(Data excerpts)
--- START ---
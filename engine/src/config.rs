//! Immutable, process-wide scheduler configuration. Constructed once and
//! threaded through [`crate::Space`].

/// Defaults match the reference implementation's split/sub-size thresholds.
pub const DEFAULT_SPLIT_SIZE: usize = 400;
pub const DEFAULT_SUB_SIZE: usize = 100;
pub const DEFAULT_SPLIT_RATIO: f64 = 0.5;
pub const DEFAULT_STRETCH: f64 = 1.0;
pub const DEFAULT_CELL_ALLOC_CHUNK: usize = 1_000;

/// Process-wide scheduler configuration. Cheap to clone; intended to be
/// constructed once per [`crate::Space`] and shared by reference.
#[derive(Debug, Clone, Copy, PartialEq)]
pub struct SchedulerConfig {
    /// Minimum particle count a cell must have to be eligible for splitting.
    pub split_size: usize,
    /// Particle-count threshold below which a pair/self task is inlined as
    /// a `sub` task instead of being recursed into further.
    pub sub_size: usize,
    /// Fraction of particles with `h <= cell_h/2` required to keep a cell
    /// split.
    pub split_ratio: f64,
    /// Safety factor applied to `h_max` when sizing the top-level grid and
    /// deciding whether a pair task needs further splitting.
    pub stretch: f64,
    /// Whether the domain wraps at its boundaries this step.
    pub periodic: bool,
    /// Cell-pool growth quantum.
    pub cell_alloc_chunk: usize,
}

impl Default for SchedulerConfig {
    fn default() -> Self {
        SchedulerConfig {
            split_size: DEFAULT_SPLIT_SIZE,
            sub_size: DEFAULT_SUB_SIZE,
            split_ratio: DEFAULT_SPLIT_RATIO,
            stretch: DEFAULT_STRETCH,
            periodic: false,
            cell_alloc_chunk: DEFAULT_CELL_ALLOC_CHUNK,
        }
    }
}

impl SchedulerConfig {
    pub fn new() -> Self {
        Self::default()
    }

    pub fn with_split_size(mut self, v: usize) -> Self {
        self.split_size = v;
        self
    }

    pub fn with_sub_size(mut self, v: usize) -> Self {
        self.sub_size = v;
        self
    }

    pub fn with_split_ratio(mut self, v: f64) -> Self {
        self.split_ratio = v;
        self
    }

    pub fn with_stretch(mut self, v: f64) -> Self {
        self.stretch = v;
        self
    }

    pub fn with_periodic(mut self, v: bool) -> Self {
        self.periodic = v;
        self
    }

    pub fn with_cell_alloc_chunk(mut self, v: usize) -> Self {
        self.cell_alloc_chunk = v;
        self
    }
}
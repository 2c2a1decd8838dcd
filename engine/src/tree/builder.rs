//! Top-grid sizing, particle bucketing, and incremental octree maintenance.
//!
//! A rebuild keeps the existing top grid whenever it's still fine enough for
//! the current `h_max` (shrinking only, never regrowing a cell that's
//! already too big); every particle is always rebucketed since particles
//! move every step, but the grid itself and any subtree under it that still
//! satisfies the split/collapse thresholds is left alone. Only cells whose
//! splitting decision actually flips get their progeny rebuilt — this, plus
//! the free list in [`crate::datastr::cell_pool`], is what makes a rebuild
//! cheap relative to a from-scratch tree every step.

use crate::config::SchedulerConfig;
use crate::datastr::cell::Cell;
use crate::datastr::cell_pool::CellPool;
use crate::datastr::particle::ParticleStore;
use crate::datastr::sort;

#[derive(Debug, Clone, Copy, Default)]
pub struct TreeStats {
    pub max_depth: u32,
    pub tot_cells: usize,
}

/// The top-level grid, persisted across steps so [`rebuild`] can tell
/// whether the existing grid is still adequate instead of reallocating it
/// every call. `cdim == [0, 0, 0]` (the `Default`) means no grid has been
/// built yet and the next `rebuild` must build one from scratch.
#[derive(Debug, Default)]
pub struct TopGrid {
    pub cdim: [usize; 3],
    pub top_cells: Vec<u32>,
}

/// Rebuilds (or incrementally updates) the tree over every particle in
/// `store`. `force` forces a fresh top grid regardless of sizing; `cell_max`
/// is a floor on cell width independent of smoothing length. Returns
/// whether anything about the tree's structure changed this call, plus
/// summary stats.
pub fn rebuild(
    store: &mut ParticleStore,
    pool: &mut CellPool,
    top: &mut TopGrid,
    cfg: &SchedulerConfig,
    origin: [f64; 3],
    dim: [f64; 3],
    force: bool,
    cell_max: f64,
) -> (bool, TreeStats) {
    let h_max = store.condensed().iter().fold(0.0_f64, |m, p| m.max(p.h));
    let min_width = (h_max * cfg.stretch).max(cell_max).max(1e-12);
    let new_cdim = [
        ((dim[0] / min_width).floor() as usize).max(1),
        ((dim[1] / min_width).floor() as usize).max(1),
        ((dim[2] / min_width).floor() as usize).max(1),
    ];

    let need_new_grid =
        force || top.top_cells.is_empty() || (0..3).any(|k| new_cdim[k] < top.cdim[k]);

    let mut changed = need_new_grid;
    if need_new_grid {
        for &c in &top.top_cells {
            pool.recycle(c);
        }
        let width = [dim[0] / new_cdim[0] as f64, dim[1] / new_cdim[1] as f64, dim[2] / new_cdim[2] as f64];
        let n_top = new_cdim[0] * new_cdim[1] * new_cdim[2];
        let mut top_cells = Vec::with_capacity(n_top);
        for b in 0..n_top {
            let (ii, jj, kk) = unflatten(b, new_cdim);
            let loc = [origin[0] + ii as f64 * width[0], origin[1] + jj as f64 * width[1], origin[2] + kk as f64 * width[2]];
            top_cells.push(pool.alloc(Cell::new(loc, width, 0, 0, 0, None)));
        }
        top.cdim = new_cdim;
        top.top_cells = top_cells;
    }

    let cdim = top.cdim;
    let width = [dim[0] / cdim[0] as f64, dim[1] / cdim[1] as f64, dim[2] / cdim[2] as f64];
    let n_top = cdim[0] * cdim[1] * cdim[2];

    let bucket_of = |pos: [f64; 3]| -> usize {
        let ii = (((pos[0] - origin[0]) / width[0]) as isize).clamp(0, cdim[0] as isize - 1) as usize;
        let jj = (((pos[1] - origin[1]) / width[1]) as isize).clamp(0, cdim[1] as isize - 1) as usize;
        let kk = (((pos[2] - origin[2]) / width[2]) as isize).clamp(0, cdim[2] as isize - 1) as usize;
        ii + cdim[0] * (jj + cdim[1] * kk)
    };

    let n = store.len();
    let buckets: Vec<u32> = store.full().iter().map(|p| bucket_of(p.pos) as u32).collect();
    let order = sort::order_by_bucket(&buckets);
    store.apply_permutation(&order);

    let mut counts = vec![0usize; n_top];
    for &b in &buckets {
        counts[b as usize] += 1;
    }
    let mut offsets = vec![0usize; n_top + 1];
    for b in 0..n_top {
        offsets[b + 1] = offsets[b] + counts[b];
    }
    debug_assert_eq!(offsets[n_top], n);

    for (b, &idx) in top.top_cells.iter().enumerate() {
        let c = pool.get_mut(idx);
        c.offset = offsets[b];
        c.count = counts[b];
    }

    let mut max_depth = 0u32;
    for &idx in &top.top_cells {
        changed |= rebuild_cell(store, pool, idx, cfg);
        max_depth = max_depth.max(max_depth_of(pool, idx));
    }

    (changed, TreeStats { max_depth, tot_cells: pool.live_count() })
}

fn max_depth_of(pool: &CellPool, idx: u32) -> u32 {
    let c = pool.get(idx);
    if c.split {
        c.progeny.iter().flatten().map(|&ch| max_depth_of(pool, ch)).max().unwrap_or(c.depth)
    } else {
        c.depth
    }
}

fn h_max_of(store: &ParticleStore, offset: usize, count: usize) -> f64 {
    store.condensed()[offset..offset + count].iter().fold(0.0_f64, |m, p| m.max(p.h))
}

/// Fraction of `[offset, offset+count)` whose `h` fits within `half_width`,
/// i.e. is small enough that splitting the cell further is worthwhile.
fn enough_small_h(store: &ParticleStore, offset: usize, count: usize, half_width: f64, split_ratio: f64) -> bool {
    if count == 0 {
        return false;
    }
    let small = store.condensed()[offset..offset + count].iter().filter(|p| p.h <= half_width).count();
    (small as f64) >= split_ratio * count as f64
}

/// Applies the collapse/keep-split/split decision to the cell at `idx`,
/// returning whether its split state or progeny composition changed.
fn rebuild_cell(store: &mut ParticleStore, pool: &mut CellPool, idx: u32, cfg: &SchedulerConfig) -> bool {
    let (offset, count, width, split) = {
        let c = pool.get(idx);
        (c.offset, c.count, c.width, c.split)
    };
    let half_width = width[0].min(width[1]).min(width[2]) / 2.0;
    let should_split = count >= cfg.split_size && enough_small_h(store, offset, count, half_width, cfg.split_ratio);

    if split && !should_split {
        for child in pool.get(idx).progeny.into_iter().flatten() {
            pool.recycle(child);
        }
        let c = pool.get_mut(idx);
        c.progeny = [None; 8];
        c.split = false;
        c.h_max = h_max_of(store, offset, count);
        return true;
    }

    if !split && !should_split {
        pool.get_mut(idx).h_max = h_max_of(store, offset, count);
        return false;
    }

    let mut changed = !split;
    pool.get_mut(idx).split = true;
    changed |= redistribute_octants(store, pool, idx, cfg);
    changed
}

/// Buckets `idx`'s particle range by octant (parallel quicksort, same
/// routine as the per-cell direction sorts), creates progeny that don't yet
/// exist, prunes ones that emptied out, and recurses into every surviving
/// child.
fn redistribute_octants(store: &mut ParticleStore, pool: &mut CellPool, idx: u32, cfg: &SchedulerConfig) -> bool {
    let (offset, count, loc, width, depth) = {
        let c = pool.get(idx);
        (c.offset, c.count, c.loc, c.width, c.depth)
    };

    let octants: Vec<u32> = store.full()[offset..offset + count]
        .iter()
        .map(|p| pool.get(idx).octant_of(p.pos) as u32)
        .collect();
    let order = sort::order_by_bucket(&octants);
    store.apply_range_permutation(offset, &order);

    let mut octant_counts = [0usize; 8];
    for &o in &octants {
        octant_counts[o as usize] += 1;
    }
    let mut octant_offsets = [0usize; 9];
    for o in 0..8 {
        octant_offsets[o + 1] = octant_offsets[o] + octant_counts[o];
    }

    let mut changed = false;
    for o in 0..8 {
        let o_count = octant_counts[o];
        let existing = pool.get(idx).progeny[o];
        if o_count == 0 {
            if let Some(child) = existing {
                pool.recycle(child);
                pool.get_mut(idx).progeny[o] = None;
                changed = true;
            }
            continue;
        }

        let child_offset = offset + octant_offsets[o];
        let child_idx = match existing {
            Some(c) => {
                let cell = pool.get_mut(c);
                cell.offset = child_offset;
                cell.count = o_count;
                c
            }
            None => {
                let child_width = [width[0] / 2.0, width[1] / 2.0, width[2] / 2.0];
                let child_loc = [
                    loc[0] + if o & 1 != 0 { child_width[0] } else { 0.0 },
                    loc[1] + if o & 2 != 0 { child_width[1] } else { 0.0 },
                    loc[2] + if o & 4 != 0 { child_width[2] } else { 0.0 },
                ];
                let child = Cell::new(child_loc, child_width, child_offset, o_count, depth + 1, Some(idx));
                let c = pool.alloc(child);
                pool.get_mut(idx).progeny[o] = Some(c);
                changed = true;
                c
            }
        };
        changed |= rebuild_cell(store, pool, child_idx, cfg);
    }

    let h_max = pool
        .get(idx)
        .progeny
        .iter()
        .flatten()
        .map(|&c| pool.get(c).h_max)
        .fold(0.0_f64, f64::max);
    pool.get_mut(idx).h_max = h_max;

    changed
}

fn unflatten(idx: usize, cdim: [usize; 3]) -> (usize, usize, usize) {
    let kk = idx / (cdim[0] * cdim[1]);
    let rem = idx % (cdim[0] * cdim[1]);
    let jj = rem / cdim[0];
    let ii = rem % cdim[0];
    (ii, jj, kk)
}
--- END ---
Lines holding the word "once" in the entries above are the ones to pull out. Copy them all.

//! Immutable, process-wide scheduler configuration. Constructed once and
/// constructed once per [`crate::Space`] and shared by reference.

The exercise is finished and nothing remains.